Interesting though that the Soviets showed an individual, despite the Soviet ideals of collective accomplishment while the American shot has a group of men raising the flag despite the capitalist ideal of individual achievement.
posted by Pollomacho at 11:13 AM on May 5, 2003


Gee, now why oh why would there be a need for these "carefully constructed media events" in a country supposedly welcoming the "liberators" with open arms?

Er, so you think Iraqis are longing for the good old days under Saddam?
posted by MidasMulligan at 11:46 AM on May 5, 2003


Most Iraqis have never known a world without Saddam, although brutal and tyrannical at least they lived their normal lives, now they live in the dark and stand in line for American food and water rations and get robbed each night and get hoods thrown over their heads and plastic handcuffs strapped on when they try to defend themselves.

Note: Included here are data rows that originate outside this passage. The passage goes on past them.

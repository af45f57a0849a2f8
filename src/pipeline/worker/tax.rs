use crate::models::{RequestProfile, SectionKind, SectionResult, TopicResults};
use crate::pipeline::prompt::TAX_SYSTEM_PROMPT;
use crate::pipeline::retrieval::RetrievalFilter;
use crate::pipeline::sanitize::{sanitize_user_text, MAX_FIELD_CHARS};
use crate::pipeline::schema::SchemaId;
use crate::pipeline::topics::TaxTopic;

use super::{
    generate_grounded, with_concerns, GroundedRequest, SectionError, SectionInput, SectionWorker,
    WorkerContext,
};

/// Tax & Regulatory Compliance: one entry per selected tax topic.
pub struct TaxWorker;

impl SectionWorker for TaxWorker {
    fn section(&self) -> SectionKind {
        SectionKind::TaxCompliance
    }

    fn is_applicable(&self, profile: &RequestProfile) -> bool {
        !profile.tax_topics.is_empty()
    }

    fn produce(&self, input: &SectionInput<'_>, ctx: &WorkerContext) -> SectionResult {
        let mut topics = TopicResults::new();

        for label in &input.profile.tax_topics {
            let topic = match TaxTopic::resolve(label) {
                Ok(topic) => topic,
                Err(unmapped) => {
                    tracing::warn!(label = %label, "Unmapped tax topic, skipping retrieval");
                    let key = label.trim().to_string();
                    topics.insert(key, SectionError::from(unmapped).into_result(label.trim()));
                    continue;
                }
            };

            if topics.contains(topic.id()) {
                tracing::debug!(topic = topic.id(), "Duplicate tax topic selection ignored");
                continue;
            }

            let result = match produce_topic(topic, input, ctx) {
                Ok(value) => SectionResult::Generated(value),
                Err(e) => {
                    tracing::warn!(topic = topic.id(), error = %e, "Tax topic generation failed");
                    e.into_result(topic.title())
                }
            };
            topics.insert(topic.id(), result);
        }

        SectionResult::Topics(topics)
    }
}

fn produce_topic(
    topic: TaxTopic,
    input: &SectionInput<'_>,
    ctx: &WorkerContext,
) -> Result<serde_json::Value, SectionError> {
    let query = with_concerns(tax_query(topic, input.profile, input.jurisdiction), input.profile);
    let filter = RetrievalFilter::new(input.jurisdiction, topic.key());

    generate_grounded(
        ctx,
        &GroundedRequest {
            subject: topic.title(),
            queries: vec![(query, filter)],
            system: TAX_SYSTEM_PROMPT,
            task: format!("the {} section", topic.title()),
            schema: tax_schema(topic),
            profile_lines: &input.profile_lines,
        },
    )
}

pub(crate) fn tax_schema(topic: TaxTopic) -> SchemaId {
    match topic {
        TaxTopic::CorporateIncomeTax => SchemaId::CorporateIncomeTax,
        TaxTopic::Vat => SchemaId::Vat,
        TaxTopic::WithholdingTax => SchemaId::WithholdingTax,
        TaxTopic::TransferPricing
        | TaxTopic::PermanentEstablishment
        | TaxTopic::SubstanceRequirements
        | TaxTopic::PayrollTax => SchemaId::TaxTopicOverview,
    }
}

/// Retrieval query for a tax topic, before concerns are appended.
pub(crate) fn tax_query(topic: TaxTopic, profile: &RequestProfile, jurisdiction: &str) -> String {
    let jurisdiction = sanitize_user_text(jurisdiction, MAX_FIELD_CHARS);
    match topic {
        TaxTopic::CorporateIncomeTax => format!(
            "Corporate income tax rules for a {} company in {jurisdiction}.",
            clean_or(profile.industry(), "company")
        ),
        TaxTopic::Vat => format!(
            "VAT rules in {jurisdiction} for the following transaction types: {}. Are OSS rules applicable?",
            joined_or(&profile.transaction_types, "general business activities")
        ),
        TaxTopic::WithholdingTax => {
            let mut query = format!(
                "Withholding tax on dividends, interest and royalties paid from {jurisdiction}."
            );
            if !profile.tax_treaties.is_empty() {
                query.push_str(&format!(
                    " Relevant tax treaties: {}.",
                    joined_or(&profile.tax_treaties, "")
                ));
            }
            query
        }
        TaxTopic::TransferPricing => {
            let kinds: Vec<String> = profile
                .relationships
                .iter()
                .map(|r| r.kind.clone())
                .collect();
            format!(
                "Transfer pricing documentation and arm's length requirements in {jurisdiction} for intra-group {}.",
                joined_or(&kinds, "transactions")
            )
        }
        TaxTopic::PermanentEstablishment => format!(
            "Permanent establishment risk in {jurisdiction} for a {} company performing {}.",
            clean_or(profile.industry(), "foreign"),
            joined_or(&profile.activities, "business activities")
        ),
        TaxTopic::SubstanceRequirements => format!(
            "Substance requirements in {jurisdiction} for a {} entity.",
            clean_or(profile.business_structure.as_deref(), "foreign-owned")
        ),
        TaxTopic::PayrollTax => format!(
            "Payroll tax and social security contributions for employers in {jurisdiction}."
        ),
    }
}

fn clean_or(value: Option<&str>, fallback: &str) -> String {
    value
        .map(|v| sanitize_user_text(v, MAX_FIELD_CHARS))
        .filter(|v| !v.is_empty())
        .unwrap_or_else(|| fallback.to_string())
}

fn joined_or(values: &[String], fallback: &str) -> String {
    let cleaned: Vec<String> = values
        .iter()
        .map(|v| sanitize_user_text(v, MAX_FIELD_CHARS))
        .filter(|v| !v.is_empty())
        .collect();
    if cleaned.is_empty() {
        fallback.to_string()
    } else {
        cleaned.join(", ")
    }
}

#[cfg(test)]
mod tests {
    use super::*;
    use crate::models::ErrorKind;
    use crate::pipeline::generation::GenerationError;
    use crate::pipeline::testing::{shared_context, StubGenerator, StubRetriever};
    use crate::pipeline::worker::run_section;
    use serde_json::json;
    use std::sync::Arc;

    fn profile(topics: &[&str]) -> RequestProfile {
        RequestProfile {
            primary_jurisdiction: Some("Netherlands".into()),
            industry: Some("Software".into()),
            tax_topics: topics.iter().map(|t| t.to_string()).collect(),
            ..Default::default()
        }
    }

    #[test]
    fn cit_topic_issues_one_filtered_query() {
        let retriever = Arc::new(StubRetriever::with_passages(&["CIT is 25.8%."]));
        let cit = json!({"standardRate": "25.8%", "description": "...", "strategies": []});
        let generator = Arc::new(StubGenerator::new().returning("corporate_income_tax", cit.clone()));
        let ctx = shared_context(retriever.clone(), generator.clone());

        let result = run_section(&TaxWorker, &profile(&["corporate-income-tax"]), &ctx);

        let calls = retriever.calls();
        assert_eq!(calls.len(), 1);
        assert_eq!(calls[0].filter.country(), "netherlands");
        assert_eq!(calls[0].filter.topic(), "corporate_income_tax");
        assert_eq!(calls[0].k, 3);
        assert_eq!(
            calls[0].query,
            "Corporate income tax rules for a Software company in Netherlands."
        );

        let topics = result.topics().unwrap();
        assert_eq!(topics.get("corporate-income-tax"), Some(&SectionResult::Generated(cit)));
    }

    #[test]
    fn vat_query_lists_transaction_types_and_concerns() {
        let mut p = profile(&["VAT registration and compliance"]);
        p.transaction_types = vec!["Software licensing".into(), "E-commerce".into()];
        p.specific_concerns = Some("OSS scope".into());
        let query = with_concerns(tax_query(TaxTopic::Vat, &p, "Netherlands"), &p);
        assert_eq!(
            query,
            "VAT rules in Netherlands for the following transaction types: Software licensing, E-commerce. \
             Are OSS rules applicable? Specific concerns: OSS scope"
        );
    }

    #[test]
    fn vat_query_defaults_transaction_types() {
        let query = tax_query(TaxTopic::Vat, &RequestProfile::default(), "Germany");
        assert!(query.contains("general business activities"));
    }

    #[test]
    fn unmapped_label_becomes_marker_without_retrieval() {
        let retriever = Arc::new(StubRetriever::with_passages(&["x"]));
        let generator = Arc::new(StubGenerator::new());
        let ctx = shared_context(retriever.clone(), generator.clone());

        let result = run_section(&TaxWorker, &profile(&["Crypto staking"]), &ctx);

        assert!(retriever.calls().is_empty());
        assert!(generator.schemas_called().is_empty());
        let marker = result.topics().unwrap().get("Crypto staking").unwrap().marker().unwrap();
        assert_eq!(marker.kind, ErrorKind::UnmappedTopic);
    }

    #[test]
    fn duplicate_selections_collapse() {
        let retriever = Arc::new(StubRetriever::empty());
        let ctx = shared_context(retriever.clone(), Arc::new(StubGenerator::new()));

        let result = run_section(
            &TaxWorker,
            &profile(&["vat", "Value-added tax (VAT) registration and compliance"]),
            &ctx,
        );

        assert_eq!(result.topics().unwrap().len(), 1);
        assert_eq!(retriever.calls().len(), 1);
    }

    #[test]
    fn failing_topic_does_not_affect_siblings() {
        let ctx = shared_context(
            Arc::new(StubRetriever::with_passages(&["rules"])),
            Arc::new(StubGenerator::new().failing("vat", GenerationError::Timeout(120))),
        );

        let result = run_section(&TaxWorker, &profile(&["vat", "payroll-tax"]), &ctx);
        let topics = result.topics().unwrap();

        assert_eq!(topics.keys().collect::<Vec<_>>(), vec!["vat", "payroll-tax"]);
        assert_eq!(
            topics.get("vat").unwrap().marker().unwrap().kind,
            ErrorKind::GenerationFailure
        );
        assert!(topics.get("payroll-tax").unwrap().value().is_some());
    }

    #[test]
    fn missing_required_field_becomes_marker() {
        let ctx = shared_context(
            Arc::new(StubRetriever::with_passages(&["rules"])),
            Arc::new(StubGenerator::new().returning("corporate_income_tax", json!({"description": "no rate"}))),
        );

        let result = run_section(&TaxWorker, &profile(&["corporate-income-tax"]), &ctx);
        let entry = result.topics().unwrap().get("corporate-income-tax").unwrap();
        let marker = entry.marker().unwrap();
        assert_eq!(marker.kind, ErrorKind::GenerationFailure);
        assert!(marker.details.contains("standardRate"));
    }

    #[test]
    fn retrieval_outage_is_reported_per_topic() {
        let ctx = shared_context(Arc::new(StubRetriever::unavailable()), Arc::new(StubGenerator::new()));
        let result = run_section(&TaxWorker, &profile(&["withholding-tax"]), &ctx);
        let marker = result.topics().unwrap().get("withholding-tax").unwrap().marker().unwrap();
        assert_eq!(marker.kind, ErrorKind::RetrievalUnavailable);
    }

    #[test]
    fn empty_retrieval_still_generates() {
        let generator = Arc::new(StubGenerator::new());
        let ctx = shared_context(Arc::new(StubRetriever::empty()), generator.clone());

        let result = run_section(&TaxWorker, &profile(&["transfer-pricing"]), &ctx);

        assert!(result.topics().unwrap().get("transfer-pricing").unwrap().value().is_some());
        let prompts = generator.prompts();
        assert!(prompts[0].user.contains("No reference documents were found"));
    }

    #[test]
    fn overview_topics_share_schema() {
        assert_eq!(tax_schema(TaxTopic::PayrollTax), SchemaId::TaxTopicOverview);
        assert_eq!(tax_schema(TaxTopic::Vat), SchemaId::Vat);
    }
}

I'd bet there's a whole lot of Iraqis that are longing for the good old Saddam days, Midas.
posted by Pollomacho at 12:15 PM on May 5, 2003


Pollomacho :- I actually agree with you about the Iwo Jima photo (that link notwithstanding). :) Both the Reichstag and the Iwo Jima photos are still great images.
posted by plep at 12:26 PM on May 5, 2003


Aside :- I posted this as an interesting and useful of information, not for people to rip each other to pieces over, especially as I like each and every one of you so much.
:)
posted by plep at 12:45 PM on May 5, 2003


Sorry plep, I think that's the way the MeFi cookie crumbles sometimes.

I'm sure that as things come together in Iraq and marshall law changes to fledgling democracy, people will learn that self governance can be very gratifying (just as self gratification can become very governing), but right now I'd bet many folks would prefer iron fisted dictatorship to the violent chaos that is Iraq at present.
posted by Pollomacho at 2:23 PM on May 5, 2003


Er, so you think Iraqis are longing for the good old days under Saddam?

So when are you going to stop beating your wife?